■ **TASK TO CARRY OUT**
Below are records; reproduce exactly the lines from the first through the one containing "UUID v4 id.".
**** SUPPLIED MATERIAL ****
//! Inventory record
//!
//! Field names match the keys in `inventario.json`.

use chrono::NaiveDate;
use serde::{Deserialize, Serialize};
use thiserror::Error;
use uuid::Uuid;

use super::store::Keyed;

/// Release date format
pub const DATE_FORMAT: &str = "%Y-%m-%d";

/// Rule a game failed
#[derive(Debug, Clone, PartialEq, Eq, Error)]
pub enum ValidationError {
    #[error("release date must use the YYYY-MM-DD format: {0:?}")]
    InvalidDate(String),

    #[error("name is required")]
    MissingName,

    #[error("price must be greater than zero")]
    NonPositivePrice,

    #[error("stock cannot be negative")]
    NegativeStock,

    #[error("company is required")]
    MissingCompany,

    #[error("cover is required")]
    MissingCover,

    #[error("id is required")]
    MissingId,
}

/// Fields supplied by the caller; the id is assigned on build
#[derive(Debug, Clone, PartialEq)]
pub struct NewGame {
    pub nombre: String,
    pub precio: f64,
    pub cantidad: i64,
    pub compania: String,
    pub fecha_publicacion: String,
}

/// One videogame in the inventory
#[derive(Debug, Clone, PartialEq, Serialize, Deserialize)]
pub struct Game {
    pub id: String,
    pub nombre: String,
    pub precio: f64,
    pub cantidad: i64,
    pub compania: String,
    /// Relative path of the stored cover image
    pub portada: String,
    /// Kept as the original `YYYY-MM-DD` string
    pub fecha_publicacion: String,
}

impl Game {
    /// Builds a game from a draft and a saved cover path, assigning a fresh
    /// UUID v4 id.
    pub fn from_draft(draft: NewGame, portada: impl Into<String>) -> Result<Self, ValidationError> {
        let game = Self {
            id: Uuid::new_v4().to_string(),
            nombre: draft.nombre.trim().to_string(),
            precio: draft.precio,
            cantidad: draft.cantidad,
            compania: draft.compania.trim().to_string(),
            portada: portada.into(),
            fecha_publicacion: draft.fecha_publicacion,
        };
        game.validate()?;
        Ok(game)
    }

    /// Checks every rule, reporting the first one violated.
    pub fn validate(&self) -> Result<(), ValidationError> {
        if NaiveDate::parse_from_str(&self.fecha_publicacion, DATE_FORMAT).is_err() {
            return Err(ValidationError::InvalidDate(self.fecha_publicacion.clone()));
        }
        if self.nombre.trim().is_empty() {
            return Err(ValidationError::MissingName);
        }
        // NaN fails this comparison too
        if !(self.precio > 0.0) {
            return Err(ValidationError::NonPositivePrice);
        }
        if self.cantidad < 0 {
            return Err(ValidationError::NegativeStock);
        }
        if self.compania.trim().is_empty() {
            return Err(ValidationError::MissingCompany);
        }
        if self.portada.is_empty() {
            return Err(ValidationError::MissingCover);
        }
        if self.id.is_empty() {
            return Err(ValidationError::MissingId);
        }
        Ok(())
    }
}

impl Keyed for Game {
    fn key(&self) -> &str {
        &self.id
    }
}
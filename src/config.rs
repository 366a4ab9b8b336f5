//! Configuration file
//!
//! A single JSON object. Only `data_dir` is required; every file name is
//! resolved relative to it.
//!
//! ```json
//! { "data_dir": "./data", "table_size": 100 }
//! ```

use std::fs;
use std::io;
use std::path::{Path, PathBuf};

use serde::{Deserialize, Serialize};
use thiserror::Error;

use crate::covers::DEFAULT_COVERS_DIR;
use crate::index::DEFAULT_TABLE_SIZE;
use crate::observability::Severity;

/// Configuration errors
#[derive(Debug, Error)]
pub enum ConfigError {
    #[error("Failed to read config {path}: {source}")]
    Read {
        path: String,
        #[source]
        source: io::Error,
    },

    #[error("Invalid config JSON: {0}")]
    Parse(#[from] serde_json::Error),

    #[error("Invalid config: {0}")]
    Invalid(String),
}

/// Configuration file structure
#[derive(Debug, Clone, PartialEq, Serialize, Deserialize)]
pub struct Config {
    /// Data directory (required)
    pub data_dir: String,

    /// Number of hash index buckets (default 100)
    #[serde(default = "default_table_size")]
    pub table_size: usize,

    /// Inventory file name (default "inventario.json")
    #[serde(default = "default_inventory_file")]
    pub inventory_file: String,

    /// Index file name (default "tabla_hash.json")
    #[serde(default = "default_index_file")]
    pub index_file: String,

    /// Cover folder (default "imagenes/portadas")
    #[serde(default = "default_covers_dir")]
    pub covers_dir: String,

    /// Lowest log severity written to stderr (default "info")
    #[serde(default = "default_log_level")]
    pub log_level: String,
}

fn default_table_size() -> usize {
    DEFAULT_TABLE_SIZE
}
fn default_inventory_file() -> String {
    "inventario.json".to_string()
}
fn default_index_file() -> String {
    "tabla_hash.json".to_string()
}
fn default_covers_dir() -> String {
    DEFAULT_COVERS_DIR.to_string()
}
fn default_log_level() -> String {
    "info".to_string()
}

impl Default for Config {
    fn default() -> Self {
        Self {
            data_dir: ".".to_string(),
            table_size: default_table_size(),
            inventory_file: default_inventory_file(),
            index_file: default_index_file(),
            covers_dir: default_covers_dir(),
            log_level: default_log_level(),
        }
    }
}

impl Config {
    /// Config rooted at `data_dir` with every other field defaulted
    pub fn with_data_dir(data_dir: impl AsRef<Path>) -> Self {
        Self {
            data_dir: data_dir.as_ref().to_string_lossy().into_owned(),
            ..Self::default()
        }
    }

    /// Load configuration from file
    pub fn load(path: &Path) -> Result<Self, ConfigError> {
        let content = fs::read_to_string(path).map_err(|source| ConfigError::Read {
            path: path.display().to_string(),
            source,
        })?;

        let config: Config = serde_json::from_str(&content)?;
        config.validate()?;

        Ok(config)
    }

    /// Load configuration, falling back to defaults when the file is absent
    pub fn load_or_default(path: &Path) -> Result<Self, ConfigError> {
        if path.exists() {
            Self::load(path)
        } else {
            Ok(Self::default())
        }
    }

    fn validate(&self) -> Result<(), ConfigError> {
        if self.data_dir.is_empty() {
            return Err(ConfigError::Invalid("data_dir must not be empty".to_string()));
        }
        if self.table_size == 0 {
            return Err(ConfigError::Invalid("table_size must be > 0".to_string()));
        }
        for (name, value) in [
            ("inventory_file", &self.inventory_file),
            ("index_file", &self.index_file),
            ("covers_dir", &self.covers_dir),
        ] {
            if value.is_empty() {
                return Err(ConfigError::Invalid(format!("{} must not be empty", name)));
            }
        }
        if self.inventory_file == self.index_file {
            return Err(ConfigError::Invalid(
                "inventory_file and index_file must differ".to_string(),
            ));
        }
        self.log_severity()?;
        Ok(())
    }

    /// Parsed `log_level`
    pub fn log_severity(&self) -> Result<Severity, ConfigError> {
        Severity::parse(&self.log_level).ok_or_else(|| {
            ConfigError::Invalid(format!(
                "Invalid log_level: '{}'. Must be trace, info, warn or error.",
                self.log_level
            ))
        })
    }

    /// Data directory as Path
    pub fn data_path(&self) -> &Path {
        Path::new(&self.data_dir)
    }

    /// Full path of the inventory file
    pub fn inventory_path(&self) -> PathBuf {
        self.data_path().join(&self.inventory_file)
    }

    /// Full path of the index file
    pub fn index_path(&self) -> PathBuf {
        self.data_path().join(&self.index_file)
    }
}

#[cfg(test)]
mod tests {
    use super::*;
    use tempfile::TempDir;

    fn write_config(dir: &TempDir, body: &str) -> PathBuf {
        let path = dir.path().join("gameshelf.json");
        fs::write(&path, body).unwrap();
        path
    }

    #[test]
    fn test_defaults_applied() {
        let temp = TempDir::new().unwrap();
        let path = write_config(&temp, r#"{ "data_dir": "/srv/shelf" }"#);

        let config = Config::load(&path).unwrap();

        assert_eq!(config.table_size, 100);
        assert_eq!(config.inventory_file, "inventario.json");
        assert_eq!(config.index_file, "tabla_hash.json");
        assert_eq!(config.covers_dir, "imagenes/portadas");
        assert_eq!(config.inventory_path(), Path::new("/srv/shelf/inventario.json"));
        assert_eq!(config.index_path(), Path::new("/srv/shelf/tabla_hash.json"));
    }

    #[test]
    fn test_missing_data_dir_rejected() {
        let temp = TempDir::new().unwrap();
        let path = write_config(&temp, r#"{ "table_size": 10 }"#);

        assert!(matches!(Config::load(&path), Err(ConfigError::Parse(_))));
    }

    #[test]
    fn test_zero_table_size_rejected() {
        let temp = TempDir::new().unwrap();
        let path = write_config(&temp, r#"{ "data_dir": ".", "table_size": 0 }"#);

        assert!(matches!(Config::load(&path), Err(ConfigError::Invalid(_))));
    }

    #[test]
    fn test_same_file_names_rejected() {
        let temp = TempDir::new().unwrap();
        let path = write_config(
            &temp,
            r#"{ "data_dir": ".", "inventory_file": "x.json", "index_file": "x.json" }"#,
        );

        assert!(matches!(Config::load(&path), Err(ConfigError::Invalid(_))));
    }

    #[test]
    fn test_bad_log_level_rejected() {
        let temp = TempDir::new().unwrap();
        let path = write_config(&temp, r#"{ "data_dir": ".", "log_level": "chatty" }"#);

        assert!(matches!(Config::load(&path), Err(ConfigError::Invalid(_))));
    }

    #[test]
    fn test_load_or_default_without_file() {
        let temp = TempDir::new().unwrap();
        let config = Config::load_or_default(&temp.path().join("absent.json")).unwrap();
        assert_eq!(config, Config::default());
    }

    #[test]
    fn test_missing_file_is_read_error() {
        let temp = TempDir::new().unwrap();
        let result = Config::load(&temp.path().join("absent.json"));
        assert!(matches!(result, Err(ConfigError::Read { .. })));
    }
}
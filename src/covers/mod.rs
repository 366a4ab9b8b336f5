//! # Cover Images
//!
//! Content-addressed storage for cover images. A cover is saved under the
//! SHA-256 of its bytes, so uploading the same image twice stores it once.

mod errors;
mod store;

pub use errors::{CoverError, CoverResult};
pub use store::{CoverStore, DEFAULT_COVERS_DIR};
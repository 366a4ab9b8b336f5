//! gameshelf - a videogame inventory backed by a JSON file, with a
//! persisted position-indexed hash table for lookups and deletes

pub mod catalog;
pub mod cli;
pub mod config;
pub mod covers;
pub mod index;
pub mod observability;
pub mod storage;
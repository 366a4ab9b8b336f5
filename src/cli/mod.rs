//! CLI module for gameshelf
//!
//! Provides command-line interface for:
//! - add / get / delete: single games
//! - list / search: browsing
//! - stats / rebuild: hash index maintenance
//! - import / export: whole-inventory restore and dump

mod args;
mod commands;
mod errors;
mod io;

pub use args::{Cli, Command, SearchArgs};
pub use commands::{run, run_command};
pub use errors::{CliError, CliErrorCode, CliResult};
pub use io::{write_error, write_response};
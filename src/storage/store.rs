//! Array-backed record store
//!
//! The inventory is one JSON array on disk. Every read loads the whole file
//! and every mutation rewrites it; there is no partial write and no log.
//! A record's position is its index in that array: appends land at the old
//! length, and deletion swaps the victim with the last record before popping.

use std::fs;
use std::io;
use std::marker::PhantomData;
use std::path::{Path, PathBuf};

use serde::de::DeserializeOwned;
use serde::Serialize;

use super::errors::{StorageError, StorageResult};

/// A record that carries its own unique key
pub trait Keyed {
    /// The key the index maps to a position
    fn key(&self) -> &str;
}

/// Outcome of a swap-remove
#[derive(Debug, Clone, PartialEq, Eq)]
pub struct SwapRemoval {
    /// Key of the record moved into the vacated position, if the removed
    /// record was not already last
    pub moved_key: Option<String>,
    /// Length of the store after the removal
    pub new_len: usize,
}

/// Position contract the hash index relies on
pub trait RecordStore {
    /// Stored record type
    type Record: Keyed + Clone;

    /// Adds a record at the end and returns its position.
    fn append(&mut self, record: Self::Record) -> StorageResult<usize>;

    /// Returns a full snapshot in position order.
    fn get_all(&self) -> StorageResult<Vec<Self::Record>>;

    /// Returns the record at `position`, or `None` past the end.
    fn get_at(&self, position: usize) -> StorageResult<Option<Self::Record>> {
        Ok(self.get_all()?.into_iter().nth(position))
    }

    /// Number of stored records
    fn len(&self) -> StorageResult<usize> {
        Ok(self.get_all()?.len())
    }

    /// Returns true when the store holds no records
    fn is_empty(&self) -> StorageResult<bool> {
        Ok(self.len()? == 0)
    }

    /// Moves the last record into `position`, drops the old last slot and
    /// persists.
    fn swap_remove_last(&mut self, position: usize) -> StorageResult<SwapRemoval>;

    /// Replaces the whole sequence (import / restore).
    fn replace_all(&mut self, records: Vec<Self::Record>) -> StorageResult<()>;
}

/// Serializes `value` as JSON indented with four spaces.
pub(crate) fn to_pretty_json<T: Serialize + ?Sized>(value: &T) -> serde_json::Result<Vec<u8>> {
    let mut buf = Vec::with_capacity(1024);
    let formatter = serde_json::ser::PrettyFormatter::with_indent(b"    ");
    let mut serializer = serde_json::Serializer::with_formatter(&mut buf, formatter);
    value.serialize(&mut serializer)?;
    Ok(buf)
}

/// Record store persisted as a single JSON array file
#[derive(Debug)]
pub struct JsonFileStore<R> {
    /// Path to the inventory file
    path: PathBuf,
    _record: PhantomData<fn() -> R>,
}

impl<R> JsonFileStore<R>
where
    R: Serialize + DeserializeOwned + Keyed + Clone,
{
    /// Opens the store at `path`, creating an empty array file (and its
    /// parent directories) when it does not exist yet.
    pub fn open(path: impl AsRef<Path>) -> StorageResult<Self> {
        let path = path.as_ref().to_path_buf();

        if let Some(parent) = path.parent() {
            if !parent.as_os_str().is_empty() && !parent.exists() {
                fs::create_dir_all(parent).map_err(|e| {
                    StorageError::io_error(
                        format!("Failed to create directory: {}", parent.display()),
                        e,
                    )
                })?;
            }
        }

        let store = Self {
            path,
            _record: PhantomData,
        };

        if !store.path.exists() {
            store.save(&[])?;
        }

        Ok(store)
    }

    /// Returns the path to the inventory file.
    pub fn path(&self) -> &Path {
        &self.path
    }

    fn load(&self) -> StorageResult<Vec<R>> {
        let bytes = match fs::read(&self.path) {
            Ok(bytes) => bytes,
            Err(e) if e.kind() == io::ErrorKind::NotFound => return Ok(Vec::new()),
            Err(e) => {
                return Err(StorageError::read_failed(
                    format!("Failed to read inventory: {}", self.path.display()),
                    e,
                ))
            }
        };

        serde_json::from_slice(&bytes)
            .map_err(|e| StorageError::data_corruption(self.path.display(), e.to_string()))
    }

    fn save(&self, records: &[R]) -> StorageResult<()> {
        let bytes = to_pretty_json(records).map_err(|e| {
            StorageError::write_failed_no_source(format!("Failed to encode inventory: {}", e))
        })?;

        fs::write(&self.path, bytes).map_err(|e| {
            StorageError::write_failed(
                format!("Failed to write inventory: {}", self.path.display()),
                e,
            )
        })
    }
}

impl<R> RecordStore for JsonFileStore<R>
where
    R: Serialize + DeserializeOwned + Keyed + Clone,
{
    type Record = R;

    fn append(&mut self, record: R) -> StorageResult<usize> {
        let mut records = self.load()?;
        let position = records.len();
        records.push(record);
        self.save(&records)?;
        Ok(position)
    }

    fn get_all(&self) -> StorageResult<Vec<R>> {
        self.load()
    }

    fn swap_remove_last(&mut self, position: usize) -> StorageResult<SwapRemoval> {
        let mut records = self.load()?;
        if position >= records.len() {
            return Err(StorageError::out_of_range(position, records.len()));
        }

        let last = records.len() - 1;
        let moved_key = if position != last {
            records.swap(position, last);
            Some(records[position].key().to_string())
        } else {
            None
        };
        records.truncate(last);
        self.save(&records)?;

        Ok(SwapRemoval {
            moved_key,
            new_len: records.len(),
        })
    }

    fn replace_all(&mut self, records: Vec<R>) -> StorageResult<()> {
        self.save(&records)
    }
}
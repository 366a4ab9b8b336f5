//! JSON output for the CLI
//!
//! Every command writes exactly one JSON object to stdout, UTF-8.

use std::io::{self, Write};

use serde_json::Value;

use super::errors::CliResult;

/// Write a success response to stdout
pub fn write_response(data: Value) -> CliResult<()> {
    let response = serde_json::json!({
        "status": "ok",
        "data": data
    });

    let mut stdout = io::stdout();
    serde_json::to_writer(&mut stdout, &response)?;
    writeln!(stdout)?;
    stdout.flush()?;

    Ok(())
}

/// Write an error response to stdout
pub fn write_error(code: &str, message: &str) -> CliResult<()> {
    let response = serde_json::json!({
        "status": "error",
        "code": code,
        "message": message
    });

    let mut stdout = io::stdout();
    serde_json::to_writer(&mut stdout, &response)?;
    writeln!(stdout)?;
    stdout.flush()?;

    Ok(())
}
//! Hash index subsystem for gameshelf
//!
//! A persisted, fixed-size, separately chained hash table from record key to
//! the record's position in the store. It is a cache over the store and may
//! go stale; callers verify positions against the store and rebuild on any
//! mismatch.
//!
//! # Invariants
//!
//! - A key only ever lives in the bucket it hashes to
//! - Lookups return the first entry for a key in chain order
//! - Chains keep insertion order
//! - Every mutation rewrites the index file in full
//! - A rebuild always rescans the entire store

mod errors;
mod format;
mod hash;
mod stats;
mod table;

pub use errors::{IndexError, IndexErrorCode, IndexResult};
pub use format::{BucketRecord, EntryRecord, IndexFile};
pub use hash::bucket_of;
pub use stats::IndexStatistics;
pub use table::{HashIndex, IndexEntry, IndexLoad, DEFAULT_TABLE_SIZE};
//! CLI command implementations
//!
//! Each command opens the catalog, performs one operation and returns the
//! `data` payload of the response. `run` prints it.

use std::fs;
use std::path::Path;

use serde_json::{json, Value};

use crate::catalog::{GameCatalog, Resolution};
use crate::config::Config;
use crate::observability::{log_event_with_fields, Event, Logger};
use crate::storage::NewGame;

use super::args::{Cli, Command, SearchArgs};
use super::errors::{CliError, CliResult};
use super::io::write_response;

/// Main CLI entry point
///
/// Parses arguments, loads configuration, runs the command and writes the
/// success response. The caller reports errors.
pub fn run() -> CliResult<()> {
    let cli = Cli::parse_args();
    let config = Config::load_or_default(&cli.config)?;
    Logger::set_min_severity(config.log_severity()?);
    log_event_with_fields(
        Event::ConfigLoaded,
        &[("data_dir", config.data_dir.as_str())],
    );

    let data = run_command(&config, cli.command)?;
    write_response(data)
}

/// Run one command against the catalog described by `config`
pub fn run_command(config: &Config, cmd: Command) -> CliResult<Value> {
    let mut catalog = GameCatalog::open(config)?;

    match cmd {
        Command::Add {
            name,
            price,
            stock,
            company,
            date,
            cover,
        } => {
            let draft = NewGame {
                nombre: name,
                precio: price,
                cantidad: stock,
                compania: company,
                fecha_publicacion: date,
            };
            add(&mut catalog, draft, &cover)
        }
        Command::Get { id } => get(&mut catalog, &id),
        Command::Delete { id } => delete(&mut catalog, &id),
        Command::List => Ok(json!({ "games": catalog.list()? })),
        Command::Search(args) => search(&catalog, args),
        Command::Stats => Ok(serde_json::to_value(catalog.statistics())?),
        Command::Rebuild => Ok(serde_json::to_value(catalog.rebuild()?)?),
        Command::Import { file } => {
            let count = catalog.import(&file)?;
            Ok(json!({ "imported": count }))
        }
        Command::Export { file } => {
            let count = catalog.export(&file)?;
            Ok(json!({ "exported": count }))
        }
    }
}

fn resolution_str(resolution: Resolution) -> &'static str {
    match resolution {
        Resolution::Indexed => "indexed",
        Resolution::Rebuilt => "rebuilt",
    }
}

fn add(catalog: &mut GameCatalog, draft: NewGame, cover: &Path) -> CliResult<Value> {
    let bytes = fs::read(cover).map_err(|e| {
        CliError::io_error(format!("Failed to read cover {}: {}", cover.display(), e))
    })?;
    let cover_name = cover
        .file_name()
        .map(|name| name.to_string_lossy().into_owned())
        .unwrap_or_default();

    let game = catalog.register(draft, &bytes, &cover_name)?;
    Ok(json!({
        "id": game.id,
        "message": format!("Game '{}' added", game.nombre),
    }))
}

fn get(catalog: &mut GameCatalog, id: &str) -> CliResult<Value> {
    let found = catalog.find(id)?;
    let resolution = resolution_str(found.resolution);
    match found.value {
        Some(game) => Ok(json!({ "game": game, "resolution": resolution })),
        None => Err(CliError::not_found(id)),
    }
}

fn delete(catalog: &mut GameCatalog, id: &str) -> CliResult<Value> {
    let deleted = catalog.delete(id)?;
    if !deleted.value {
        return Err(CliError::not_found(id));
    }
    Ok(json!({
        "deleted": id,
        "resolution": resolution_str(deleted.resolution),
    }))
}

fn search(catalog: &GameCatalog, args: SearchArgs) -> CliResult<Value> {
    let games = match (args.name, args.company) {
        (Some(name), _) => catalog.find_by_name(&name)?.into_iter().collect(),
        (None, Some(company)) => catalog.filter_by_company(&company)?,
        (None, None) => Vec::new(),
    };
    Ok(json!({ "games": games }))
}
//! Index error types
//!
//! Error codes:
//! - SHELF_INDEX_INVALID_KEY (ERROR)
//! - SHELF_INDEX_INVALID_CONFIG (ERROR)
//! - SHELF_INDEX_PERSIST_FAILED (ERROR)
//! - SHELF_INDEX_READ_FAILED (ERROR)
//! - SHELF_INDEX_BUILD_FAILED (ERROR)
//!
//! A corrupt index file has no code; loading resets to an empty table.

use std::fmt;
use std::io;

/// Severity levels for index errors
#[derive(Debug, Clone, Copy, PartialEq, Eq)]
pub enum Severity {
    /// The operation fails, the process continues
    Error,
}

impl fmt::Display for Severity {
    fn fmt(&self, f: &mut fmt::Formatter<'_>) -> fmt::Result {
        match self {
            Severity::Error => write!(f, "ERROR"),
        }
    }
}

/// Index-specific error codes
#[derive(Debug, Clone, Copy, PartialEq, Eq)]
pub enum IndexErrorCode {
    /// Empty key passed to insert
    ShelfIndexInvalidKey,
    /// Table size of zero
    ShelfIndexInvalidConfig,
    /// Index file could not be written
    ShelfIndexPersistFailed,
    /// Index file exists but could not be read from disk
    ShelfIndexReadFailed,
    /// Rebuild could not read the record store
    ShelfIndexBuildFailed,
}

impl IndexErrorCode {
    /// Returns the string code
    pub fn code(&self) -> &'static str {
        match self {
            IndexErrorCode::ShelfIndexInvalidKey => "SHELF_INDEX_INVALID_KEY",
            IndexErrorCode::ShelfIndexInvalidConfig => "SHELF_INDEX_INVALID_CONFIG",
            IndexErrorCode::ShelfIndexPersistFailed => "SHELF_INDEX_PERSIST_FAILED",
            IndexErrorCode::ShelfIndexReadFailed => "SHELF_INDEX_READ_FAILED",
            IndexErrorCode::ShelfIndexBuildFailed => "SHELF_INDEX_BUILD_FAILED",
        }
    }

    /// Returns the severity level for this error
    pub fn severity(&self) -> Severity {
        Severity::Error
    }
}

impl fmt::Display for IndexErrorCode {
    fn fmt(&self, f: &mut fmt::Formatter<'_>) -> fmt::Result {
        write!(f, "{}", self.code())
    }
}

/// Index error type with full context
#[derive(Debug)]
pub struct IndexError {
    /// Error code
    code: IndexErrorCode,
    /// Human-readable message
    message: String,
    /// Underlying IO error if applicable
    source: Option<io::Error>,
}

impl IndexError {
    /// Create an invalid key error
    pub fn invalid_key(reason: impl Into<String>) -> Self {
        Self {
            code: IndexErrorCode::ShelfIndexInvalidKey,
            message: reason.into(),
            source: None,
        }
    }

    /// Create an invalid configuration error
    pub fn invalid_config(reason: impl Into<String>) -> Self {
        Self {
            code: IndexErrorCode::ShelfIndexInvalidConfig,
            message: reason.into(),
            source: None,
        }
    }

    /// Create a persistence failure error
    pub fn persist_failed(reason: impl Into<String>, source: io::Error) -> Self {
        Self {
            code: IndexErrorCode::ShelfIndexPersistFailed,
            message: reason.into(),
            source: Some(source),
        }
    }

    /// Create a persistence failure that did not originate in the OS
    pub fn persist_failed_no_source(reason: impl Into<String>) -> Self {
        Self {
            code: IndexErrorCode::ShelfIndexPersistFailed,
            message: reason.into(),
            source: None,
        }
    }

    /// Create a read failure error
    pub fn read_failed(reason: impl Into<String>, source: io::Error) -> Self {
        Self {
            code: IndexErrorCode::ShelfIndexReadFailed,
            message: reason.into(),
            source: Some(source),
        }
    }

    /// Create an index build failed error
    pub fn build_failed(reason: impl Into<String>) -> Self {
        Self {
            code: IndexErrorCode::ShelfIndexBuildFailed,
            message: reason.into(),
            source: None,
        }
    }

    /// Returns the error code
    pub fn code(&self) -> IndexErrorCode {
        self.code
    }

    /// Returns the severity level
    pub fn severity(&self) -> Severity {
        self.code.severity()
    }

    /// Returns the error message
    pub fn message(&self) -> &str {
        &self.message
    }
}

impl fmt::Display for IndexError {
    fn fmt(&self, f: &mut fmt::Formatter<'_>) -> fmt::Result {
        write!(f, "[{}] {}: {}", self.code.severity(), self.code.code(), self.message)
    }
}

impl std::error::Error for IndexError {
    fn source(&self) -> Option<&(dyn std::error::Error + 'static)> {
        self.source.as_ref().map(|e| e as &(dyn std::error::Error + 'static))
    }
}

/// Result type for index operations
pub type IndexResult<T> = Result<T, IndexError>;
****
■ **FINAL ANSWER**
//! Inventory record
//!
//! Field names match the keys in `inventario.json`.

use chrono::NaiveDate;
use serde::{Deserialize, Serialize};
use thiserror::Error;
use uuid::Uuid;

use super::store::Keyed;

/// Release date format
pub const DATE_FORMAT: &str = "%Y-%m-%d";

/// Rule a game failed
#[derive(Debug, Clone, PartialEq, Eq, Error)]
pub enum ValidationError {
    #[error("release date must use the YYYY-MM-DD format: {0:?}")]
    InvalidDate(String),

    #[error("name is required")]
    MissingName,

    #[error("price must be greater than zero")]
    NonPositivePrice,

    #[error("stock cannot be negative")]
    NegativeStock,

    #[error("company is required")]
    MissingCompany,

    #[error("cover is required")]
    MissingCover,

    #[error("id is required")]
    MissingId,
}

/// Fields supplied by the caller; the id is assigned on build
#[derive(Debug, Clone, PartialEq)]
pub struct NewGame {
    pub nombre: String,
    pub precio: f64,
    pub cantidad: i64,
    pub compania: String,
    pub fecha_publicacion: String,
}

/// One videogame in the inventory
#[derive(Debug, Clone, PartialEq, Serialize, Deserialize)]
pub struct Game {
    pub id: String,
    pub nombre: String,
    pub precio: f64,
    pub cantidad: i64,
    pub compania: String,
    /// Relative path of the stored cover image
    pub portada: String,
    /// Kept as the original `YYYY-MM-DD` string
    pub fecha_publicacion: String,
}

impl Game {
    /// Builds a game from a draft and a saved cover path, assigning a fresh
    /// UUID v4 id.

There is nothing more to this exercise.